The young woman (G) who told the hoopdi story later wrote the following:
I ended up crying after class about the fishbowl. It had gotten so emotional and so deep. I never had something like that happen in a classroom setting.
Another student (R), who had not spoken, mused:
I do remember being engaged in a completely different way during that class. I chose not to relate my own experience because I could tell from the tension in the room that a true sense of learning was occurring; one where the boundaries blurred, where people felt uncomfortable, and where comprehension began to occur.
The fishbowl becomes a container within which participants are invited to abandon preconceived ways of knowing in order to uncover a true sense of learning, one that startles us and blurs our boundaries, perhaps upsets or frightens us into change. “Fundamental changes in personal philosophy . . . are not solely an individual intellectual phenomena and are not complete until they are manifested by personal efforts to transform others . . .” (LIFERS, pp. 63S-64S).
The vignette shows classroom conversation as extra-disciplinary.
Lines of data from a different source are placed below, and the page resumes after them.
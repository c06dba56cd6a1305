//! Authentication subsystem.
//!
//! # Data Flow
//! ```text
//! Incoming request (Cookie header, ?token=)
//!     → session.rs (extract Credentials)
//!     → authenticator.rs (cookie-then-token policy)
//!     → provider.rs (IdentityProvider seam)
//!     → firebase.rs (Identity Toolkit REST, JWKS)
//!     → Return: AuthOutcome or AuthFailure
//! ```

pub mod authenticator;
pub mod firebase;
pub mod provider;
pub mod session;
pub mod token_source;

pub use authenticator::{AuthFailure, AuthOutcome, Authenticator};
pub use firebase::FirebaseAuth;
pub use provider::{AuthError, Claims, IdentityProvider};
pub use session::{Credentials, SESSION_COOKIE, SESSION_TTL};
Because we are all differently positioned--as teachers and learners, parents and children--we bring the questions, priorities, and convictions of our outside lives. These influence not only our content but also how we express ourselves and listen to others. We relate and learn outside the usual methods of discipline. In the fishbowl, students referred frequently to the world outside this classroom. At some point they moved beyond the modulated turn-taking of academic discourse that bell hooks describes as “[middle] class values that teach [students] to maintain order at all costs” (hooks, 1994, p. 179) and into a mode of exchange that included “[l]oudness, anger, emotional outbursts” (p. 178). The extension of both content and mode of expression to participants’ lives outside the classroom lends a resonance. A few weeks after the fishbowl, student G reflects:
I made the comment that because I am a person of color, no one cared about my social experience and how that affects my choices in life. One person had agreed with me, but another then entered and asked, “Then why are we here [at Bryn Mawr and Haverford]?” I noticed I had gotten so emotional I started swearing and yelling to get my point across. Then someone else called out, “Well, if we keep teaching our children to think that they will never succeed they will never try.”
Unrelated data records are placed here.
//! Per-request authentication decision.
//!
//! # Decision Order
//! ```text
//! __session cookie present?
//!     yes → verify (with revocation) → AuthenticatedViaCookie | SessionRejected
//!     no  → token query param present?
//!             no  → Unauthenticated
//!             yes → verify → mint session cookie (best effort)
//!                          → AuthenticatedViaToken | TokenRejected
//! ```
//!
//! # Design Decisions
//! - Every rejection is terminal; nothing is served after a failed check
//! - A cookie, once presented, is authoritative: a token is not consulted
//! - Cookie minting failures never fail the request

use std::sync::Arc;
use std::time::Duration;
use thiserror::Error;

use crate::auth::provider::{AuthError, Claims, IdentityProvider};
use crate::auth::session::{Credentials, SESSION_TTL};
use crate::observability::metrics;

/// Result of a successful authentication check.
#[derive(Debug, Clone, PartialEq, Eq)]
pub enum AuthOutcome {
    /// No credentials were presented.
    Unauthenticated,
    /// A valid `__session` cookie was presented.
    AuthenticatedViaCookie(Claims),
    /// A valid bearer token was presented.
    AuthenticatedViaToken {
        claims: Claims,
        /// Newly minted session cookie, if minting succeeded.
        session_cookie: Option<String>,
    },
}

/// A presented credential failed verification.
#[derive(Debug, Error)]
pub enum AuthFailure {
    #[error("session cookie rejected: {0}")]
    SessionRejected(AuthError),

    #[error("token rejected: {0}")]
    TokenRejected(AuthError),
}

/// Applies the cookie-then-token policy against an identity provider.
#[derive(Clone)]
pub struct Authenticator {
    provider: Arc<dyn IdentityProvider>,
    session_ttl: Duration,
}

impl Authenticator {
    pub fn new(provider: Arc<dyn IdentityProvider>) -> Self {
        Self {
            provider,
            session_ttl: SESSION_TTL,
        }
    }

    /// Decide whether the presented credentials authenticate the caller.
    pub async fn authenticate(&self, credentials: &Credentials) -> Result<AuthOutcome, AuthFailure> {
        if let Some(cookie) = credentials.session_cookie.as_deref() {
            return match self.provider.verify_session_cookie(cookie).await {
                Ok(claims) => {
                    metrics::record_auth("cookie", "ok");
                    tracing::debug!(uid = %claims.uid, "Session cookie verified");
                    Ok(AuthOutcome::AuthenticatedViaCookie(claims))
                }
                Err(e) => {
                    metrics::record_auth("cookie", "rejected");
                    tracing::warn!(error = %e, "Session cookie unable to be verified");
                    Err(AuthFailure::SessionRejected(e))
                }
            };
        }

        let Some(token) = credentials.token.as_deref() else {
            metrics::record_auth("none", "unauthenticated");
            return Ok(AuthOutcome::Unauthenticated);
        };

        let claims = match self.provider.verify_id_token(token).await {
            Ok(claims) => claims,
            Err(e) => {
                metrics::record_auth("token", "rejected");
                tracing::warn!(error = %e, "Invalid token");
                return Err(AuthFailure::TokenRejected(e));
            }
        };
        metrics::record_auth("token", "ok");
        tracing::debug!(uid = %claims.uid, "Token verified");

        let session_cookie = match self.provider.create_session_cookie(token, self.session_ttl).await {
            Ok(cookie) => Some(cookie),
            Err(e) => {
                tracing::error!(error = %e, uid = %claims.uid, "Unable to create session cookie");
                None
            }
        };

        Ok(AuthOutcome::AuthenticatedViaToken {
            claims,
            session_cookie,
        })
    }
}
Student R, who had chosen to keep quiet during the fishbowl, later narrated her experience:
I usually participate in a more active way . . . that day I decided to sit back and listen. What [students G, L, and T] each said resonated with me as I had been in each of their positions at one point in my life . . . It was one of the only moments during the entire semester where I could see how the students were pushing each other to a greater understanding about the topic and ultimately themselves without the teacher having to serve as a guide. It was a beautiful thing and I didn’t feel right interrupting something like that.
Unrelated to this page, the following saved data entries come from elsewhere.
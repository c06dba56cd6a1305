//! Routing subsystem.
//!
//! # Data Flow
//! ```text
//! Incoming Request (path)
//!     → rewrite.rs (route pattern check, dot-segment cleaning)
//!     → rewrite.rs (public prefix → bucket prefix)
//!     → Return: storage key
//! ```
//!
//! # Design Decisions
//! - Rewriter built at startup, immutable at runtime
//! - Deterministic: same input always maps to the same key

pub mod rewrite;

pub use rewrite::{clean_path, is_valid_route, rewrite, PathRewriter};
//! Object fetch and response writing.
//!
//! # Responsibilities
//! - Read an object and its content type from the store
//! - Apply the configured header policy (cache control, content type)
//! - Answer fetch failures with the plain-text "couldn't find" body
//!
//! # Design Decisions
//! - Fetch failures are answered with 200, never 404; existing clients
//!   depend on this
//! - Any store error (missing object, auth, network) gets the same answer

use axum::{
    body::Body,
    http::{header, HeaderValue, StatusCode},
    response::{IntoResponse, Response},
};
use bytes::Bytes;
use object_store::{path::Path as ObjectPath, Attribute, ObjectStore};
use std::sync::Arc;
use thiserror::Error;

use crate::config::{CacheControlMode, ContentConfig, ContentTypeSource};
use crate::observability::metrics;

const FALLBACK_CONTENT_TYPE: &str = "application/octet-stream";

/// An object read from the store.
#[derive(Debug, Clone)]
pub struct StoredObject {
    pub bytes: Bytes,
    /// Content type from the object's metadata, if any.
    pub content_type: Option<String>,
}

/// Errors that can occur while reading content.
#[derive(Debug, Error)]
pub enum ContentError {
    #[error("object {key} not found")]
    NotFound { key: String },

    #[error("object store error: {0}")]
    Store(#[from] object_store::Error),
}

/// Header policy for served objects.
#[derive(Debug, Clone)]
pub struct ResponsePolicy {
    pub content_type: ContentTypeSource,
    /// Full `Cache-Control` value, or `None` to omit the header.
    pub cache_control: Option<HeaderValue>,
}

impl From<&ContentConfig> for ResponsePolicy {
    fn from(config: &ContentConfig) -> Self {
        let cache_control = match config.cache_control {
            CacheControlMode::Enabled => HeaderValue::from_str(&format!(
                "public, max-age={}, s-maxage={}",
                config.max_age_secs, config.s_maxage_secs
            ))
            .ok(),
            CacheControlMode::Disabled => None,
        };
        Self {
            content_type: config.content_type_source,
            cache_control,
        }
    }
}

/// Serves bucket objects under a header policy.
#[derive(Clone)]
pub struct ContentServer {
    store: Arc<dyn ObjectStore>,
    policy: ResponsePolicy,
}

impl ContentServer {
    pub fn new(store: Arc<dyn ObjectStore>, policy: ResponsePolicy) -> Self {
        Self { store, policy }
    }

    /// Read the object stored at `key`.
    ///
    /// Leading and repeated `/` in the key are not part of the object name.
    pub async fn fetch(&self, key: &str) -> Result<StoredObject, ContentError> {
        let location = ObjectPath::from(key);
        let result = self.store.get(&location).await.map_err(|e| match e {
            object_store::Error::NotFound { .. } => ContentError::NotFound {
                key: location.to_string(),
            },
            other => ContentError::Store(other),
        })?;

        let content_type = result
            .attributes
            .get(&Attribute::ContentType)
            .map(|value| value.to_string());
        let bytes = result.bytes().await?;

        Ok(StoredObject {
            bytes,
            content_type,
        })
    }

    /// Fetch `key` and write it as the response for `route`.
    pub async fn serve(&self, route: &str, key: &str) -> Response {
        match self.fetch(key).await {
            Ok(object) => {
                metrics::record_object_bytes(object.bytes.len());
                self.found(object)
            }
            Err(e) => {
                tracing::warn!(route = %route, key = %key, error = %e, "Object retrieval failed");
                not_found(route)
            }
        }
    }

    fn found(&self, object: StoredObject) -> Response {
        let content_type = match self.policy.content_type {
            ContentTypeSource::FromObjectMetadata => object
                .content_type
                .as_deref()
                .and_then(|ct| HeaderValue::from_str(ct).ok())
                .unwrap_or_else(|| HeaderValue::from_static(FALLBACK_CONTENT_TYPE)),
            ContentTypeSource::FixedHtml => HeaderValue::from_static("text/html"),
        };

        let mut response = Response::new(Body::from(object.bytes));
        let headers = response.headers_mut();
        if let Some(cache_control) = &self.policy.cache_control {
            headers.insert(header::CACHE_CONTROL, cache_control.clone());
        }
        headers.insert(header::CONTENT_TYPE, content_type);
        response
    }
}

/// The compatibility answer for unreadable objects.
pub fn not_found(route: &str) -> Response {
    (
        StatusCode::OK,
        [(header::CONTENT_TYPE, "text/plain")],
        format!("couldn't find {route}\n"),
    )
        .into_response()
}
Student L, who spoke up at the end to challenge student G, shared later that she had not intended to speak and that afterwards she had called her mother to discuss it. Extra-disciplinary learning may occur both in the time and space of the classroom and also in the time and space of our lives beyond classrooms.
Because this kind of learning addresses participants in various roles in their lives, they may cross boundaries of the classroom in unexpected ways, such as “swearing,” remaining attentive to internal connections, and calling home. Also, when we as facilitators are both deliberate and fortunate, our students may begin “pushing each other to a greater understanding about the topic and ultimately themselves,” because the learning process unravels their assumptions about the world, including the way they live their lives in it.
As Jody Cohen’s vignette demonstrates, the Bryn Mawr/Haverford Education Program teaches foundational educational practices that are disciplinary, interdisciplinary, and extra-disciplinary to provide students with meaningful processes and spaces for articulating their ideas. As a student in this program, I, Darla Himeles, had the opportunity to perform several iterations of educational practices, including writing reflectively and analytically, completing creative projects that explored assumptions and issues in education, lesson planning, teaching, and observing in schools. Each practice has been valuable to my development as a thinker, writer, and teacher. Here I will focus on one such practice, a portfolio project I created for the course, Critical Issues in Education, when Alice Lesnick taught it.
In Critical Issues in Education (which is the same course Jody Cohen discusses above), students are challenged to use various critical lenses to examine, and perhaps shift, their perspectives by exploring issues pertaining to social justice, inequity in schools, theories about learning, and their own biases and goals. The coursework, drawing from and pushing beyond the classroom, consists of several reflective papers, an assumption analysis paper, a group-teaching project, and an observation of and set of reflections about a classroom in a local school. The texts and projects we construct are multilayered, challenging, and rich, each explicitly asking us to look critically at ourselves, our schools, and our culture, to ask hard questions, and to take a personal stance--to use an “I” that is authoritative, even as it is also always changing, growing (for further discussion of student authority and recognizing students’ evolving selves, see Cook-Sather, 2003a, 2003b, 2006; Dewey, 1938; Duckworth, 1987; Freire, 1998).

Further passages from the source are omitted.